MH-related ED presentations for disorders secondary to substance use increased during the recorded time period, matching findings from previous research. 4 This could possibly be explained by a continued growth in methamphetamine use, 15 a substance linked to increasing MH-related ED presentations,4,16 and long-term psychotic disorders. 17 The COVID-19 pandemic may have also increased the need for urgent care in those with substance use disorders, 18 increasing ED presentations. This complex health and social issue would benefit from a national strategy for substance use disorders, as well as implementation of guidelines and appropriately resourced services that link to primary care.
Limitations
AIHW data may not accurately capture variations in service structure and definitions across different Australian health jurisdictions. Psychiatric diagnoses are longitudinal, and as such, cross-sectional principal ED diagnoses may not accurately reflect the true nature of a patient’s diagnosis at the end of their episode of care, which may often include significant comorbidities such as underlying personality disorders. These may not be captured in administrative health data that are restricted to broad primary diagnostic categories and may also be subject to recording bias. Triage categorisation may vary across sites in accordance with local training and policy. Treatment may have been provided in other settings, such as in urgent psychiatric care clinics, or step up/step down programs, and so would not be accurately reflected in AIHW data. AIHW data does not definitively allow for the reason behind the changes in MH-related ED presentations to be established.
Future directions
Better resourcing, infrastructure and staffing of both acute hospital and community MH care 19 could reduce the need for emergency MH presentations.
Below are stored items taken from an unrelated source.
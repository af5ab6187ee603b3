//! Configuration module for the site content store.
//!
//! All configuration is loaded from environment variables with sensible defaults.

use std::env;
use std::path::PathBuf;

use tracing_subscriber::{layer::SubscriberExt, util::SubscriberInitExt, EnvFilter};

/// Application configuration loaded from environment variables.
#[derive(Debug, Clone)]
pub struct Config {
    /// Directory holding the persisted JSON documents
    pub data_dir: PathBuf,
    /// Log level (trace, debug, info, warn, error)
    pub log_level: String,
}

impl Config {
    /// Load configuration from environment variables.
    pub fn from_env() -> Self {
        dotenvy::dotenv().ok();

        let data_dir = env::var("OLE_DATA_DIR")
            .unwrap_or_else(|_| "./data".to_string())
            .into();

        let log_level = env::var("OLE_LOG_LEVEL").unwrap_or_else(|_| "info".to_string());

        Self {
            data_dir,
            log_level,
        }
    }
}

impl Default for Config {
    fn default() -> Self {
        Self {
            data_dir: PathBuf::from("./data"),
            log_level: "info".to_string(),
        }
    }
}

/// Initialize tracing output for an embedding binary.
pub fn init_logging(config: &Config) {
    let env_filter =
        EnvFilter::try_from_default_env().unwrap_or_else(|_| EnvFilter::new(&config.log_level));

    tracing_subscriber::registry()
        .with(env_filter)
        .with(tracing_subscriber::fmt::layer())
        .init();
}
//! Operator credential check.
//!
//! A single compiled-in credential pair, compared in constant time to avoid
//! leaking prefix length through timing. This is a placeholder gate for a
//! single-operator admin panel, not a security boundary.

use subtle::ConstantTimeEq;

/// The one operator account.
pub const ADMIN_USERNAME: &str = "admin";
pub const ADMIN_PASSWORD: &str = "admin123";

/// Check a supplied credential pair against the compiled-in account.
pub fn verify_credentials(username: &str, password: &str) -> bool {
    // Evaluate both halves so a wrong username costs the same as a wrong password
    let user_ok = constant_time_compare(username, ADMIN_USERNAME);
    let pass_ok = constant_time_compare(password, ADMIN_PASSWORD);
    user_ok & pass_ok
}

/// Perform constant-time string comparison.
fn constant_time_compare(a: &str, b: &str) -> bool {
    let a_bytes = a.as_bytes();
    let b_bytes = b.as_bytes();

    // Constant-time comparison
    a_bytes.ct_eq(b_bytes).into()
}

#[cfg(test)]
mod tests {
    use super::*;

    #[test]
    fn test_constant_time_compare_equal() {
        assert!(constant_time_compare("admin123", "admin123"));
    }

    #[test]
    fn test_constant_time_compare_not_equal() {
        assert!(!constant_time_compare("admin123", "admin124"));
    }

    #[test]
    fn test_constant_time_compare_different_lengths() {
        assert!(!constant_time_compare("short", "much-longer-password"));
    }

    #[test]
    fn test_verify_credentials() {
        assert!(verify_credentials("admin", "admin123"));
        assert!(!verify_credentials("admin", "wrong"));
        assert!(!verify_credentials("root", "admin123"));
        assert!(!verify_credentials("", ""));
    }
}
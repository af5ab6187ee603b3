//! Integration tests for the content and session stores.

use std::sync::Arc;

use once_cell::sync::Lazy;
use serde_json::Value;
use tempfile::TempDir;

use crate::config::Config;
use crate::display::{self, CategoryFilter};
use crate::errors::codes;
use crate::models::{
    Collection, Event, GalleryCategory, GalleryImage, MenuCategory, MenuItem, MenuItemPatch,
    ReviewPatch, Section, SiteData,
};
use crate::seed::default_site_data;
use crate::storage::{MemoryStorage, Storage, CONTENT_KEY, SESSION_KEY};
use crate::store::{ContentStore, SessionStore};
use crate::SiteCms;

static SEED: Lazy<SiteData> = Lazy::new(default_site_data);

/// Test fixture over a file-backed data directory.
struct TestFixture {
    cms: SiteCms,
    _temp_dir: TempDir,
}

impl TestFixture {
    fn new() -> Self {
        let temp_dir = TempDir::new().expect("Failed to create temp dir");
        let config = Config {
            data_dir: temp_dir.path().to_path_buf(),
            log_level: "warn".to_string(),
        };
        let cms = SiteCms::open(config).expect("Failed to open stores");
        TestFixture {
            cms,
            _temp_dir: temp_dir,
        }
    }
}

fn memory_cms() -> SiteCms {
    SiteCms::with_storage(Arc::new(MemoryStorage::new()), Config::default())
        .expect("Failed to open stores")
}

fn sample_menu_item(id: &str) -> MenuItem {
    MenuItem {
        id: id.to_string(),
        name: "Pulpo a la Gallega".to_string(),
        description: "Galician-style octopus with paprika and olive oil".to_string(),
        price: 26.0,
        category: MenuCategory::Tapas,
        tags: vec!["gluten-free".to_string()],
        image: None,
        is_popular: None,
        published: true,
    }
}

// ==================== CONTENT STORE ====================

#[test]
fn test_fresh_store_returns_seed() {
    let cms = memory_cms();
    let data = cms.content.data();

    assert_eq!(data.menu.len(), 12);
    assert_eq!(data.events.len(), 3);
    assert_eq!(data.reviews.len(), 8);
    assert_eq!(data.gallery.len(), 6);
    assert_eq!(data.review_platforms.len(), 4);
    assert_eq!(data, &*SEED);
}

#[test]
fn test_add_appends_at_end() {
    let mut cms = memory_cms();
    let before = cms.content.data().menu.len();

    cms.content.add_menu_item(sample_menu_item("13")).unwrap();

    let menu = &cms.content.data().menu;
    assert_eq!(menu.len(), before + 1);
    assert_eq!(menu.last().unwrap().id, "13");
    assert_eq!(menu.last().unwrap().name, "Pulpo a la Gallega");
}

#[test]
fn test_add_duplicate_id_rejected() {
    let mut cms = memory_cms();
    let before = cms.content.data().clone();

    let err = cms.content.add_menu_item(sample_menu_item("1")).unwrap_err();
    assert_eq!(err.error_code(), codes::DUPLICATE_ID);
    assert_eq!(cms.content.data(), &before);
}

#[test]
fn test_update_changes_only_target_fields() {
    let mut cms = memory_cms();
    let before = cms.content.data().clone();

    let patch = MenuItemPatch {
        price: Some(15.0),
        is_popular: Some(true),
        ..Default::default()
    };
    cms.content.update_menu_item("5", &patch).unwrap();

    let after = cms.content.data();
    // Order and ids are untouched
    let ids: Vec<_> = after.menu.iter().map(|m| m.id.as_str()).collect();
    let expected_ids: Vec<_> = before.menu.iter().map(|m| m.id.as_str()).collect();
    assert_eq!(ids, expected_ids);

    for (old, new) in before.menu.iter().zip(after.menu.iter()) {
        if new.id == "5" {
            assert_eq!(new.price, 15.0);
            assert_eq!(new.is_popular, Some(true));
            // Fields not named in the patch are preserved
            assert_eq!(new.name, old.name);
            assert_eq!(new.description, old.description);
            assert_eq!(new.tags, old.tags);
        } else {
            assert_eq!(new, old);
        }
    }
    // Other sections are untouched
    assert_eq!(after.hero, before.hero);
    assert_eq!(after.reviews, before.reviews);
}

#[test]
fn test_update_missing_id_is_noop() {
    let mut cms = memory_cms();
    let before = cms.content.data().clone();

    let patch = ReviewPatch {
        rating: Some(1),
        ..Default::default()
    };
    cms.content.update_review("no-such-id", &patch).unwrap();

    assert_eq!(cms.content.data(), &before);
}

#[test]
fn test_delete_removes_matching_element() {
    let mut cms = memory_cms();

    cms.content.delete_event("2").unwrap();

    let events = &cms.content.data().events;
    assert_eq!(events.len(), 2);
    assert!(events.iter().all(|e| e.id != "2"));
    // Remaining order is preserved
    assert_eq!(events[0].id, "1");
    assert_eq!(events[1].id, "3");
}

#[test]
fn test_delete_missing_id_is_noop() {
    let mut cms = memory_cms();
    let before = cms.content.data().clone();

    cms.content.delete_event("no-such-id").unwrap();

    assert_eq!(cms.content.data(), &before);
}

#[test]
fn test_singleton_update_replaces_wholesale() {
    let mut cms = memory_cms();
    let mut hero = cms.content.data().hero.clone();
    hero.title = "Nueva Cocina".to_string();
    hero.published = false;

    cms.content.update_hero(hero.clone()).unwrap();

    assert_eq!(cms.content.data().hero, hero);
    assert!(display::hero(cms.content.data()).is_none());
}

#[test]
fn test_toggle_section_flips_only_published() {
    let mut cms = memory_cms();
    let before = cms.content.data().clone();

    cms.content.toggle_section(Section::Hero).unwrap();

    let after = cms.content.data();
    assert!(!after.hero.published);
    // Every other hero field is unchanged
    assert_eq!(after.hero.title, before.hero.title);
    assert_eq!(after.hero.subtitle, before.hero.subtitle);
    assert_eq!(after.hero.description, before.hero.description);
    assert_eq!(after.hero.background_image, before.hero.background_image);
    // All other sections are unchanged
    assert_eq!(after.about, before.about);
    assert_eq!(after.contact, before.contact);
    assert_eq!(after.menu, before.menu);
}

#[test]
fn test_toggle_item_is_involution() {
    let mut cms = memory_cms();
    let before = cms.content.data().clone();

    cms.content.toggle_item(Collection::Menu, "3").unwrap();
    let toggled = cms.content.data();
    assert!(!toggled.menu.iter().find(|m| m.id == "3").unwrap().published);
    for item in toggled.menu.iter().filter(|m| m.id != "3") {
        assert!(item.published);
    }

    cms.content.toggle_item(Collection::Menu, "3").unwrap();
    assert_eq!(cms.content.data(), &before);
}

#[test]
fn test_toggle_item_missing_id_is_noop() {
    let mut cms = memory_cms();
    let before = cms.content.data().clone();

    cms.content
        .toggle_item(Collection::Gallery, "no-such-id")
        .unwrap();

    assert_eq!(cms.content.data(), &before);
}

// ==================== PERSISTENCE ====================

#[test]
fn test_every_mutation_writes_whole_document() {
    let storage: Arc<dyn Storage> = Arc::new(MemoryStorage::new());
    let mut store = ContentStore::new(Arc::clone(&storage)).unwrap();

    store.toggle_item(Collection::Reviews, "1").unwrap();

    let raw = storage.get(CONTENT_KEY).expect("document not persisted");
    let persisted: SiteData = serde_json::from_str(&raw).unwrap();
    assert_eq!(&persisted, store.data());
    assert!(!persisted.reviews[0].published);
}

#[test]
fn test_content_survives_reopen() {
    let fixture = TestFixture::new();
    let dir = fixture._temp_dir.path().to_path_buf();
    let mut cms = fixture.cms;

    cms.content
        .add_gallery_image(GalleryImage {
            id: "7".to_string(),
            src: "/images/gallery-wine.jpg".to_string(),
            alt: "Wine cellar".to_string(),
            category: GalleryCategory::Interior,
            published: true,
        })
        .unwrap();
    let expected = cms.content.data().clone();
    drop(cms);

    let reopened = SiteCms::open(Config {
        data_dir: dir,
        log_level: "warn".to_string(),
    })
    .unwrap();
    assert_eq!(reopened.content.data(), &expected);
    assert_eq!(reopened.content.data().gallery.len(), 7);
}

#[test]
fn test_corrupt_content_falls_back_to_seed() {
    let storage: Arc<dyn Storage> = Arc::new(MemoryStorage::new());
    storage.set(CONTENT_KEY, "{not valid json").unwrap();

    let store = ContentStore::new(Arc::clone(&storage)).unwrap();
    assert_eq!(store.data(), &*SEED);

    // The reseeded document replaces the corrupt value
    let raw = storage.get(CONTENT_KEY).unwrap();
    assert!(serde_json::from_str::<SiteData>(&raw).is_ok());
}

#[test]
fn test_persisted_json_shape() {
    let cms = memory_cms();
    let json = serde_json::to_string(cms.content.data()).unwrap();
    let value: Value = serde_json::from_str(&json).unwrap();

    // Exact key spellings the saved documents use
    assert_eq!(value["hero"]["ctaPrimary"], "Reserve Your Table");
    assert!(value["hero"]["backgroundImage"].is_string());
    assert_eq!(value["about"]["stats"]["wines"], 150);
    assert_eq!(value["about"]["chefName"], "Executive Chef Jesus Pascual");
    assert_eq!(value["contact"]["nearbyMTR"], "Central station exit D1");
    assert_eq!(value["contact"]["businessHours"]["weekday"],
        "Mon – Fri: 12Noon-3:00pm & 6:00pm-11:00pm");
    assert_eq!(value["menu"][0]["category"], "tapas");
    assert_eq!(value["menu"][0]["isPopular"], true);
    // isPopular is omitted, not false, for non-popular items
    assert!(value["menu"][1].get("isPopular").is_none());
    assert_eq!(value["reviews"][0]["source"], "google");
    assert_eq!(value["gallery"][0]["category"], "interior");
    assert_eq!(value["reviewPlatforms"][0]["reviewCount"], 328);
}

#[test]
fn test_document_round_trips() {
    let mut cms = memory_cms();
    cms.content.toggle_section(Section::About).unwrap();
    cms.content.toggle_item(Collection::Menu, "7").unwrap();
    let original = cms.content.data().clone();

    let json = serde_json::to_string(&original).unwrap();
    let parsed: SiteData = serde_json::from_str(&json).unwrap();
    assert_eq!(parsed, original);
}

// ==================== SESSION STORE ====================

#[test]
fn test_login_with_valid_credentials() {
    let mut cms = memory_cms();
    assert!(!cms.session.is_authenticated());

    cms.session.login("admin", "admin123").unwrap();

    assert!(cms.session.is_authenticated());
    let user = cms.session.user().unwrap();
    assert_eq!(user.username, "admin");
    assert!(user.is_authenticated);
}

#[test]
fn test_login_failure_leaves_session_unchanged() {
    let mut cms = memory_cms();

    let err = cms.session.login("admin", "wrong").unwrap_err();
    assert_eq!(err.error_code(), codes::INVALID_CREDENTIALS);
    assert!(!cms.session.is_authenticated());

    // A failed login after a successful one keeps the session
    cms.session.login("admin", "admin123").unwrap();
    let _ = cms.session.login("admin", "wrong").unwrap_err();
    assert!(cms.session.is_authenticated());
}

#[test]
fn test_session_persisted_shape() {
    let storage: Arc<dyn Storage> = Arc::new(MemoryStorage::new());
    let mut session = SessionStore::new(Arc::clone(&storage));

    session.login("admin", "admin123").unwrap();

    let raw = storage.get(SESSION_KEY).unwrap();
    let value: Value = serde_json::from_str(&raw).unwrap();
    assert_eq!(value["username"], "admin");
    assert_eq!(value["isAuthenticated"], true);
}

#[test]
fn test_session_restored_without_revalidation() {
    let storage: Arc<dyn Storage> = Arc::new(MemoryStorage::new());
    let mut session = SessionStore::new(Arc::clone(&storage));
    session.login("admin", "admin123").unwrap();
    drop(session);

    let restored = SessionStore::new(storage);
    assert!(restored.is_authenticated());
    assert_eq!(restored.user().unwrap().username, "admin");
}

#[test]
fn test_logout_clears_persisted_record() {
    let storage: Arc<dyn Storage> = Arc::new(MemoryStorage::new());
    let mut session = SessionStore::new(Arc::clone(&storage));
    session.login("admin", "admin123").unwrap();

    session.logout().unwrap();

    assert!(!session.is_authenticated());
    assert!(storage.get(SESSION_KEY).is_none());

    let restored = SessionStore::new(storage);
    assert!(!restored.is_authenticated());
}

#[test]
fn test_corrupt_session_counts_as_logged_out() {
    let storage: Arc<dyn Storage> = Arc::new(MemoryStorage::new());
    storage.set(SESSION_KEY, "????").unwrap();

    let session = SessionStore::new(storage);
    assert!(!session.is_authenticated());
}

// ==================== DISPLAY ====================

#[test]
fn test_display_reflects_store_mutations() {
    let mut cms = memory_cms();

    cms.content.toggle_item(Collection::Events, "1").unwrap();
    cms.content.toggle_item(Collection::Events, "3").unwrap();

    let visible = display::events(cms.content.data());
    assert_eq!(visible.len(), 1);
    assert_eq!(visible[0].id, "2");
}

#[test]
fn test_category_filter_applies_after_publish_filter() {
    let mut cms = memory_cms();
    // Unpublish every drink
    for id in ["10", "11", "12"] {
        cms.content.toggle_item(Collection::Menu, id).unwrap();
    }

    let drinks = display::menu_items(
        cms.content.data(),
        CategoryFilter::Only(MenuCategory::Drinks),
    );
    assert!(drinks.is_empty());

    let all = display::menu_items(cms.content.data(), CategoryFilter::All);
    assert_eq!(all.len(), 9);
}

// ==================== EVENT COLLECTION EDGE ====================

#[test]
fn test_event_with_image_round_trips() {
    let mut cms = memory_cms();
    cms.content
        .add_event(Event {
            id: "4".to_string(),
            title: "Flamenco Night".to_string(),
            description: "Live flamenco every last Friday of the month".to_string(),
            image: Some("/images/events-flamenco.jpg".to_string()),
            published: true,
        })
        .unwrap();

    let json = serde_json::to_string(cms.content.data()).unwrap();
    let parsed: SiteData = serde_json::from_str(&json).unwrap();
    let event = parsed.events.iter().find(|e| e.id == "4").unwrap();
    assert_eq!(event.image.as_deref(), Some("/images/events-flamenco.jpg"));
}
//! Session record for the admin operator.

use serde::{Deserialize, Serialize};

/// The persisted proof of a successful login.
#[derive(Debug, Clone, PartialEq, Serialize, Deserialize)]
#[serde(rename_all = "camelCase")]
pub struct User {
    pub username: String,
    pub is_authenticated: bool,
}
This should be matched by better access to private sector outpatient 20 and inpatient 21 Medicare-subsidised MH services, especially primary care underpinned by GPs. Epidemiologically based health needs assessments and mapping of services are needed to ascertain the mental healthcare terrain. Development of more sophisticated outcome measures will help inform evaluation of service efficacy. A coordinated national approach to the management of substance use disorders may improve outcomes and reduce MH-related ED presentations. We also need to understand why there have been significant increases in ED mental health–related presentations despite increased investment in Medicare-subsidised MH services, 20 increased use of psychotropics (antidepressants) and whether this may also relate to underlying secular changes within society. Finally, we acknowledge that the other elements of the quality and LOS public sector inpatient care 22 and hospital exit block 23 are also factors that warrant separate future research. Future studies could correlate national AIHW data with individual state/territory/statistical area level 3 measures, where available, to permit finer-grained understanding of local variations that may impact on the data. EDs are an essential component of a safe and effective MH system, and those with mental illnesses have the needs and rights to the same level of care as those presenting for other reasons.
Footnotes
Declaration of conflicting interests
The author(s) declared no potential conflicts of interest with respect to the research, authorship, and/or publication of this article.
Funding
The author(s) received no financial support for the research, authorship, and/or publication of this article.
Ethics and consent
No ethics approval or consent was required as this paper does not involve research with humans or animals.